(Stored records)
//! # CLI Module
//!
//! This module provides the command-line interface layer for Lektorcli, a
//! Jellyfin API client that groups library items into a named collection
//! based on the languages of their audio tracks.
//!
//! ## Commands
//!
//! - [`collect`] - Creates (or fetches) the target collection, scans every
//!   item of the configured library folder and adds items that have an audio
//!   track in the requested language
//! - [`list_items`] - Displays the library folder's items with optional
//!   search filtering
//! - [`check`] - Runs the audio-language check against a single item
//!
//! ## Error Handling Philosophy
//!
//! The commands distinguish two failure policies on purpose:
//!
//! - **Fatal**: collection creation, library listing and collection inserts
//!   terminate the run via the `error!` macro
//! - **Skip-on-error**: a per-item playback-info failure during `collect`
//!   only skips that item, so a single broken item cannot abort a long scan
//!
//! Each CLI command delegates to the [`crate::jellyfin`] API layer and owns
//! the user interaction: progress feedback, tables and colored status lines.

mod check;
mod collect;
mod items;

pub use check::check;
pub use collect::collect;
pub use items::list_items;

* ACTIVITY
If a line of the data holds the string "check", list it.

* EXPECTED ANSWER
//! - [`check`] - Runs the audio-language check against a single item
mod check;
pub use check::check;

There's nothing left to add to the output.